Iran may consider rationing food and other essential commodities if its economic situation markedly deteriorates even further, according to reports from ICANA, the news agency of the Iranian parliament.
With the country under a first-phase sanctions-led economic assault from the US, prices of foodstuffs have risen rapidly in recent weeks with people beginning to horde everything from rice and flour to other essential commodities in daily use. Officials are currently having to address complaints of nappy shortages. A second phase of sanctions, that target vital areas such as oil exports and banking, will be triggered on November 5.
On September 2, the parliament approved a “double-urgency” bill that calls on the Rouhani administration to import essential commodities and sell the items at subsidised prices at cooperatives and state-owned supermarkets.
MPs who tabled the motion earmarked essential items including rice, meat, bread and sugar as products that might be included on a rationing list.

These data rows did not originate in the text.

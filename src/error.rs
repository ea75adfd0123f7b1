// Copyright 2023 Strixpyrr
//
// Licensed under the Apache License, Version 2.0 (the "License");
// you may not use this file except in compliance with the License.
// You may obtain a copy of the License at
//
//     http://www.apache.org/licenses/LICENSE-2.0
//
// Unless required by applicable law or agreed to in writing, software
// distributed under the License is distributed on an "AS IS" BASIS,
// WITHOUT WARRANTIES OR CONDITIONS OF ANY KIND, either express or implied.
// See the License for the specific language governing permissions and
// limitations under the License.

use std::io;
use thiserror::Error;

/// The kind of failure a buffer or stream operation raised.
#[derive(Copy, Clone, Debug, Eq, PartialEq)]
pub enum Kind {
	/// A read asked for more bytes than the upstream could ever supply.
	EndOfInput,
	/// A negative count, bad offset, or otherwise nonsensical argument.
	InvalidArgument,
	/// The stream was used after it was closed, or used twice when only a
	/// single use is allowed.
	InvalidState,
	/// The bytes read did not form a valid instance of the expected format
	/// (bad GZIP magic, CRC/size mismatch, truncated DEFLATE stream, ...).
	MalformedInput,
	/// The underlying raw stream failed.
	IoFailure,
}

/// An error from a buffer, stream, or transformation operation.
#[derive(Debug, Error)]
#[error("{kind:?}: {message}")]
pub struct Error {
	kind: Kind,
	message: String,
	#[source]
	source: Option<Box<dyn std::error::Error + Send + Sync + 'static>>,
}

pub type Result<T = ()> = std::result::Result<T, Error>;

impl Error {
	pub fn new(kind: Kind, message: impl Into<String>) -> Self {
		Self { kind, message: message.into(), source: None }
	}

	pub fn with_source(
		kind: Kind,
		message: impl Into<String>,
		source: impl std::error::Error + Send + Sync + 'static,
	) -> Self {
		Self { kind, message: message.into(), source: Some(Box::new(source)) }
	}

	pub fn end_of_input(message: impl Into<String>) -> Self {
		Self::new(Kind::EndOfInput, message)
	}

	pub fn invalid_argument(message: impl Into<String>) -> Self {
		Self::new(Kind::InvalidArgument, message)
	}

	pub fn invalid_state(message: impl Into<String>) -> Self {
		Self::new(Kind::InvalidState, message)
	}

	pub fn malformed(message: impl Into<String>) -> Self {
		Self::new(Kind::MalformedInput, message)
	}

	pub fn io(error: io::Error) -> Self {
		Self::with_source(Kind::IoFailure, error.to_string(), error)
	}

	pub fn kind(&self) -> Kind { self.kind }
}

impl From<io::Error> for Error {
	fn from(value: io::Error) -> Self {
		if value.kind() == io::ErrorKind::UnexpectedEof {
			Self::end_of_input(value.to_string())
		} else {
			Self::io(value)
		}
	}
}

impl From<Error> for io::Error {
	fn from(value: Error) -> Self {
		match value.kind {
			Kind::EndOfInput => io::Error::new(io::ErrorKind::UnexpectedEof, value),
			Kind::IoFailure => io::Error::other(value),
			_ => io::Error::other(value),
		}
	}
}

The government has attempted to avoid rationing due to the psychological effects it would have on the population at large, but the drastic measure is now reportedly being seen by officials as something that must be seriously considered if the economic situation significantly worsens.
Officials continue to tackle avoidable causes of product shortages such as administrative issues at customs and illegal profiteering that involves unscrupulous merchants holding goods back from the market to force up prices.
Rationing coupons were used during the Iran-Iraq War in the 1980s, when food and other essential goods became scarce on the Iranian market.
Rush for newsprint
All kinds of shortages have emerged in Iran as the US continues with its attempt at throttling the country’s economy to drive Tehran to the table for a renegotiation of the country’s role in Middle East affairs. In early August, it was reported that the Ministry of Industries, Mining and Trade had permitted the quick import of 20,000 tonnes of newsprint to address fears that a shortage might hinder the printing of newspapers, still very much relied upon by the powers that be in the theocratic republic to get out their message.
President Hassan Rouhani on August 28 answered a summons to appear before MPs in parliament to defend his government against claims that it suffered from a lack of preparation in advance of the renewed sanctions campaign launched by Washington. Lawmakers have fired the economy and labour ministers, while Rouhani has replaced the central bank governor.
Some foreign economists believe annual inflation in Iran should by now be realistically measured as running at more than 200%, with the Iranian rial (IRR) having collapsed against hard currencies.
Another sign of the severe disruption to consumer life in Iran came on September 4 when Digikala, “Iran’s Amazon” in the making, said it was laying off 175 of its 2,400-plus-strong staff. In a letter addressed to staff, the company founders said Digikala faced havoc generated by the devaluation of the Iranian rial, the falling purchasing power of Iranians, supply chain problems, the drying up of imports, instability in planning and US sanctions.
With the US offering very few concessions in its targeting of Iran with heavy sanctions and the Iranian government placing an import ban on more than 1,300 goods deemed to be “luxury” in order to curb hard currency outflows, several imports popular with middle-class Iranians are now absent from the shelves.